Last Updated: Feb. 2019
Author: Vermont Department of Health, Division of Alcohol and Drug Abuse Programs
Over one fifth of Vermonters age 65 and older drink at a risky level. Alcohol is the most commonly abused psychoactive substance among all age groups including older adults. Adults 65+ may have unique risks associated with alcohol use. Older adults may have greater risks associated with alcohol use likely due to physiological changes during the aging process, including chronic diseases and increased medication use. These results raise public health concerns given a fifth of older adults report ‘fair/poor’ health. However, older adults report significantly fewer “poor mental health days” than other age groups. This population may be particularly vulnerable to the adverse effects of alcohol as it may impact the course of chronic disease or increase risks of injury at lower doses than younger adults. However, we note that “Older adults with cardiovascular disease (CVD) and diabetes are significantly less likely than those without these conditions to report binge and chronic drinking. Obese adults are also significantly less likely to report chronic drinking than those who are not obese. This suggests that those with these conditions may be hearing from their doctor, or other sources, that alcohol consumption should be limited due to their illness. Health providers should ensure that screening for unhealthy alcohol use is part of the regular medical care for this population.
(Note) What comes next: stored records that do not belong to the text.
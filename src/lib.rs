pub(crate) mod api;
pub mod auth;
pub mod config;
pub mod error;
pub mod observability;
pub mod protocol;
pub mod routing;
pub mod state;
pub mod stream;
pub mod transport;

mod util;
We use the Behavioral Risk Factor Surveillance System survey data to look at alcohol use risk behaviors among adults age 65 and older. The data depict the percentage of at-risk drinking by this age group. At-risk drinking is defined as 3 or more drinks on one occasion for men and 2 or more drinks for women. This is an indicator of a health risk reported in the Health Rankings by the National Health Foundation.
Vermont rates of at-risk drinking among older adults is somewhat higher than US rates.